Collected data>

+---+

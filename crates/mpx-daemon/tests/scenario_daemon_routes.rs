//! In-process scenario tests for mpx-daemon HTTP endpoints.
//!
//! The router is driven with `tower::ServiceExt::oneshot`; no socket is
//! bound.

use std::sync::Arc;

use axum::body::Body;
use axum::http::{Request, StatusCode};
use chrono::{Duration, Utc};
use http_body_util::BodyExt;
use mpx_daemon::{routes, state};
use serde_json::{json, Value};
use tower::ServiceExt; // oneshot

// ---------------------------------------------------------------------------
// Helpers
// ---------------------------------------------------------------------------

fn make_router() -> axum::Router {
    routes::build_router(Arc::new(state::AppState::in_memory()))
}

async fn call(router: &axum::Router, req: Request<Body>) -> (StatusCode, Value) {
    let resp = router.clone().oneshot(req).await.expect("oneshot failed");
    let status = resp.status();
    let body = resp
        .into_body()
        .collect()
        .await
        .expect("body collect failed")
        .to_bytes();
    let json = if body.is_empty() {
        Value::Null
    } else {
        serde_json::from_slice(&body).expect("body is not valid JSON")
    };
    (status, json)
}

fn get(uri: &str, who: Option<(&str, &str)>) -> Request<Body> {
    let mut b = Request::builder().method("GET").uri(uri);
    if let Some((id, role)) = who {
        b = b.header("x-user-id", id).header("x-user-role", role);
    }
    b.body(Body::empty()).unwrap()
}

fn post(uri: &str, who: Option<(&str, &str)>, body: Value) -> Request<Body> {
    let mut b = Request::builder()
        .method("POST")
        .uri(uri)
        .header("content-type", "application/json");
    if let Some((id, role)) = who {
        b = b.header("x-user-id", id).header("x-user-role", role);
    }
    b.body(Body::from(body.to_string())).unwrap()
}

const OWNER: Option<(&str, &str)> = Some(("so-1", "shipowner"));
const SUPPLIER: Option<(&str, &str)> = Some(("sup-1", "supplier"));

fn rfq_body() -> Value {
    json!({
        "title": "Lube oil 2000l",
        "description": "Delivery alongside at Rotterdam",
        "category": "lubricants",
        "vesselInfo": {"name": "MV Nordic Star", "imoNumber": "9387421"},
        "deadline": (Utc::now() + Duration::days(3)).to_rfc3339(),
    })
}

async fn open_rfq(router: &axum::Router) -> String {
    let (status, json) = call(router, post("/v1/rfqs", OWNER, rfq_body())).await;
    assert_eq!(status, StatusCode::CREATED, "{json}");
    json["rfqId"].as_str().unwrap().to_string()
}

async fn quote(router: &axum::Router, rfq_id: &str, who: Option<(&str, &str)>, price: f64) -> String {
    let uri = format!("/v1/rfqs/{rfq_id}/quotations");
    let (status, json) = call(router, post(&uri, who, json!({"price": price, "currency": "eur"}))).await;
    assert_eq!(status, StatusCode::CREATED, "{json}");
    json["quotationId"].as_str().unwrap().to_string()
}

// ---------------------------------------------------------------------------
// GET /v1/health
// ---------------------------------------------------------------------------

#[tokio::test]
async fn health_returns_200_ok_true() {
    let router = make_router();
    let (status, json) = call(&router, get("/v1/health", None)).await;
    assert_eq!(status, StatusCode::OK);
    assert_eq!(json["ok"], true);
    assert_eq!(json["service"], "mpx-daemon");
    assert_eq!(json["notifications"]["failed"], 0);
}

// ---------------------------------------------------------------------------
// RFQ → quotation → order over HTTP
// ---------------------------------------------------------------------------

#[tokio::test]
async fn award_flow_over_http() {
    let router = make_router();
    let rfq_id = open_rfq(&router).await;

    let (status, rfq) = call(&router, get(&format!("/v1/rfqs/{rfq_id}"), None)).await;
    assert_eq!(status, StatusCode::OK);
    assert_eq!(rfq["status"], "open");
    assert_eq!(rfq["deadlinePassed"], false);
    assert_eq!(rfq["vesselInfo"]["imoNumber"], "9387421");

    let q1 = quote(&router, &rfq_id, SUPPLIER, 1250.5).await;
    let q2 = quote(&router, &rfq_id, Some(("sup-2", "supplier")), 1190.0).await;

    let (status, list) = call(&router, get(&format!("/v1/rfqs/{rfq_id}/quotations"), None)).await;
    assert_eq!(status, StatusCode::OK);
    let list = list.as_array().unwrap();
    assert_eq!(list.len(), 2);
    let first = list.iter().find(|q| q["quotationId"] == q1.as_str()).unwrap();
    assert_eq!(first["price"], 1250.5);
    assert_eq!(first["priceMicros"], 1_250_500_000i64);
    assert_eq!(first["currency"], "EUR");
    assert!(list.iter().any(|q| q["quotationId"] == q2.as_str()));

    let (status, order) = call(&router, post(&format!("/v1/quotations/{q1}/accept"), OWNER, json!({}))).await;
    assert_eq!(status, StatusCode::CREATED, "{order}");
    assert_eq!(order["status"], "pending_supplier_approval");
    assert_eq!(order["paymentStatus"], "pending");
    assert_eq!(order["amount"], 1250.5);
    let order_id = order["orderId"].as_str().unwrap().to_string();

    // the rfq is awarded; the losing bid is still pending until rejected
    let (_, rfq) = call(&router, get(&format!("/v1/rfqs/{rfq_id}"), None)).await;
    assert_eq!(rfq["status"], "awarded");
    assert_eq!(rfq["awardedQuotationId"], q1.as_str());

    let (status, rejected) = call(
        &router,
        post(&format!("/v1/rfqs/{rfq_id}/reject-remaining"), OWNER, json!({"reason": "awarded elsewhere"})),
    )
    .await;
    assert_eq!(status, StatusCode::OK);
    assert_eq!(rejected.as_array().unwrap().len(), 1);
    assert_eq!(rejected[0]["quotationId"], q2.as_str());
    assert_eq!(rejected[0]["rejectionReason"], "awarded elsewhere");

    // supplier approves
    let (status, order) = call(
        &router,
        post(
            &format!("/v1/orders/{order_id}/transition"),
            SUPPLIER,
            json!({"status": "pending_payment", "requestId": "req-1"}),
        ),
    )
    .await;
    assert_eq!(status, StatusCode::OK, "{order}");
    assert_eq!(order["status"], "pending_payment");
    assert_eq!(order["timeline"].as_array().unwrap().len(), 2);

    // shipowner reports payment
    let (status, order) = call(
        &router,
        post(
            &format!("/v1/orders/{order_id}/payment"),
            OWNER,
            json!({"paymentStatus": "payment_awaiting_confirmation"}),
        ),
    )
    .await;
    assert_eq!(status, StatusCode::OK, "{order}");
    assert_eq!(order["paymentStatus"], "payment_awaiting_confirmation");

    let (status, mine) = call(&router, get("/v1/users/sup-1/orders", SUPPLIER)).await;
    assert_eq!(status, StatusCode::OK);
    assert_eq!(mine[0]["orderId"], order_id.as_str());
}

// ---------------------------------------------------------------------------
// Error mapping
// ---------------------------------------------------------------------------

#[tokio::test]
async fn workflow_errors_map_to_status_codes() {
    let router = make_router();
    let rfq_id = open_rfq(&router).await;
    let qid = quote(&router, &rfq_id, SUPPLIER, 99.0).await;

    // 401: no identity
    let (status, _) = call(&router, post("/v1/rfqs", None, rfq_body())).await;
    assert_eq!(status, StatusCode::UNAUTHORIZED);

    // 400: unknown role, bad price
    let (status, _) = call(&router, post("/v1/rfqs", Some(("x", "captain")), rfq_body())).await;
    assert_eq!(status, StatusCode::BAD_REQUEST);
    let (status, body) = call(
        &router,
        post(&format!("/v1/rfqs/{rfq_id}/quotations"), SUPPLIER, json!({"price": -5.0, "currency": "USD"})),
    )
    .await;
    assert_eq!(status, StatusCode::BAD_REQUEST);
    assert_eq!(body["error"], "price must be positive");

    // 403: suppliers cannot create rfqs; strangers cannot accept
    let (status, body) = call(&router, post("/v1/rfqs", SUPPLIER, rfq_body())).await;
    assert_eq!(status, StatusCode::FORBIDDEN);
    assert_eq!(body["error"], "unauthorized");
    let (status, _) = call(
        &router,
        post(&format!("/v1/quotations/{qid}/accept"), Some(("so-2", "shipowner")), json!({})),
    )
    .await;
    assert_eq!(status, StatusCode::FORBIDDEN);

    // 404
    let (status, _) = call(&router, get("/v1/orders/does-not-exist", None)).await;
    assert_eq!(status, StatusCode::NOT_FOUND);

    // 409 carries the current state
    let (status, order) = call(&router, post(&format!("/v1/quotations/{qid}/accept"), OWNER, json!({}))).await;
    assert_eq!(status, StatusCode::CREATED);
    let order_id = order["orderId"].as_str().unwrap();
    let (status, body) = call(
        &router,
        post(&format!("/v1/orders/{order_id}/transition"), SUPPLIER, json!({"status": "shipped"})),
    )
    .await;
    assert_eq!(status, StatusCode::CONFLICT);
    assert_eq!(body["currentState"], "pending_supplier_approval");

    let (status, body) = call(&router, post(&format!("/v1/rfqs/{rfq_id}/close"), OWNER, json!({}))).await;
    assert_eq!(status, StatusCode::CONFLICT);
    assert_eq!(body["currentState"], "awarded");

    // other users' order lists are private
    let (status, _) = call(&router, get("/v1/users/sup-1/orders", Some(("sup-2", "supplier")))).await;
    assert_eq!(status, StatusCode::FORBIDDEN);
}

#[tokio::test]
async fn reject_without_body_and_cancel() {
    let router = make_router();
    let rfq_id = open_rfq(&router).await;
    let qid = quote(&router, &rfq_id, SUPPLIER, 10.0).await;

    let req = Request::builder()
        .method("POST")
        .uri(format!("/v1/quotations/{qid}/reject"))
        .header("x-user-id", "so-1")
        .header("x-user-role", "shipowner")
        .body(Body::empty())
        .unwrap();
    let (status, q) = call(&router, req).await;
    assert_eq!(status, StatusCode::OK, "{q}");
    assert_eq!(q["status"], "rejected");

    let (status, rfq) = call(&router, post(&format!("/v1/rfqs/{rfq_id}/cancel"), OWNER, json!({}))).await;
    assert_eq!(status, StatusCode::OK);
    assert_eq!(rfq["status"], "cancelled");
    assert_eq!(rfq["quotationCount"], 1);
}

// ---------------------------------------------------------------------------
// Malformed and incomplete bodies
// ---------------------------------------------------------------------------

#[tokio::test]
async fn missing_fields_are_validation_errors() {
    let router = make_router();
    let rfq_id = open_rfq(&router).await;

    let (status, body) = call(
        &router,
        post(&format!("/v1/rfqs/{rfq_id}/quotations"), SUPPLIER, json!({"currency": "USD"})),
    )
    .await;
    assert_eq!(status, StatusCode::BAD_REQUEST);
    assert_eq!(body["error"], "price is required");

    let (status, body) = call(
        &router,
        post(&format!("/v1/rfqs/{rfq_id}/quotations"), SUPPLIER, json!({"price": 10.0})),
    )
    .await;
    assert_eq!(status, StatusCode::BAD_REQUEST);
    assert_eq!(body["error"], "currency is required");

    let mut no_title = rfq_body();
    no_title.as_object_mut().unwrap().remove("title");
    let (status, body) = call(&router, post("/v1/rfqs", OWNER, no_title)).await;
    assert_eq!(status, StatusCode::BAD_REQUEST);
    assert_eq!(body["error"], "title is required");

    let mut no_category = rfq_body();
    no_category.as_object_mut().unwrap().remove("category");
    let (status, body) = call(&router, post("/v1/rfqs", OWNER, no_category)).await;
    assert_eq!(status, StatusCode::BAD_REQUEST);
    assert_eq!(body["error"], "category is required");
}

#[tokio::test]
async fn undecodable_bodies_answer_400_with_json_error() {
    let router = make_router();

    let mut no_deadline = rfq_body();
    no_deadline.as_object_mut().unwrap().remove("deadline");
    let (status, body) = call(&router, post("/v1/rfqs", OWNER, no_deadline)).await;
    assert_eq!(status, StatusCode::BAD_REQUEST);
    assert!(body["error"].as_str().unwrap().contains("deadline"), "{body}");

    let req = Request::builder()
        .method("POST")
        .uri("/v1/rfqs")
        .header("content-type", "application/json")
        .header("x-user-id", "so-1")
        .header("x-user-role", "shipowner")
        .body(Body::from("{\"title\": "))
        .unwrap();
    let (status, body) = call(&router, req).await;
    assert_eq!(status, StatusCode::BAD_REQUEST);
    assert!(body["error"].is_string());

    let (status, body) = call(
        &router,
        post("/v1/orders/any/transition", SUPPLIER, json!({"status": "teleported"})),
    )
    .await;
    assert_eq!(status, StatusCode::BAD_REQUEST);
    assert!(body["error"].is_string());
}

// ---------------------------------------------------------------------------
// GET /v1/stream
// ---------------------------------------------------------------------------

/// Next SSE frame carrying a `data:` line; keep-alive comments are skipped.
async fn next_event(body: &mut Body) -> String {
    loop {
        let frame = tokio::time::timeout(std::time::Duration::from_secs(5), body.frame())
            .await
            .expect("no event within 5s")
            .expect("stream ended")
            .expect("body error");
        if let Ok(data) = frame.into_data() {
            let text = String::from_utf8_lossy(&data).to_string();
            if text.lines().any(|l| l.starts_with("data:")) {
                return text;
            }
        }
    }
}

#[tokio::test]
async fn stream_requires_identity() {
    let router = make_router();
    let (status, body) = call(&router, get("/v1/stream", None)).await;
    assert_eq!(status, StatusCode::UNAUTHORIZED);
    assert_eq!(body["error"], "missing caller identity");
}

#[tokio::test]
async fn stream_only_carries_the_callers_events() {
    let router = make_router();

    // asking for someone else's feed is ignored for non-admins
    let resp = router
        .clone()
        .oneshot(get("/v1/stream?userId=sup-1", Some(("sup-2", "supplier"))))
        .await
        .unwrap();
    assert_eq!(resp.status(), StatusCode::OK);
    let mut events = resp.into_body();

    let rfq_id = open_rfq(&router).await;
    let q1 = quote(&router, &rfq_id, SUPPLIER, 100.0).await;
    let q2 = quote(&router, &rfq_id, Some(("sup-2", "supplier")), 90.0).await;
    for qid in [&q1, &q2] {
        let (status, _) = call(&router, post(&format!("/v1/quotations/{qid}/reject"), OWNER, json!({}))).await;
        assert_eq!(status, StatusCode::OK);
    }

    let event = next_event(&mut events).await;
    assert!(event.contains("event: quotation_rejected"), "{event}");
    assert!(event.contains(r#""userId":"sup-2""#), "{event}");
    assert!(event.contains(&q2), "{event}");
    assert!(!event.contains(&q1), "{event}");
}

#[tokio::test]
async fn admin_stream_may_follow_any_user() {
    let router = make_router();
    let resp = router
        .clone()
        .oneshot(get("/v1/stream?userId=sup-1", Some(("ops", "admin"))))
        .await
        .unwrap();
    assert_eq!(resp.status(), StatusCode::OK);
    let mut events = resp.into_body();

    let rfq_id = open_rfq(&router).await;
    let q1 = quote(&router, &rfq_id, SUPPLIER, 100.0).await;
    let (status, _) = call(&router, post(&format!("/v1/quotations/{q1}/reject"), OWNER, json!({}))).await;
    assert_eq!(status, StatusCode::OK);

    let event = next_event(&mut events).await;
    assert!(event.contains(r#""userId":"sup-1""#), "{event}");
    assert!(event.contains(&q1), "{event}");
}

+---+

Your instructions>
Copy all lines above where "iter" is present.

Answer space>
    let first = list.iter().find(|q| q["quotationId"] == q1.as_str()).unwrap();
    assert!(list.iter().any(|q| q["quotationId"] == q2.as_str()));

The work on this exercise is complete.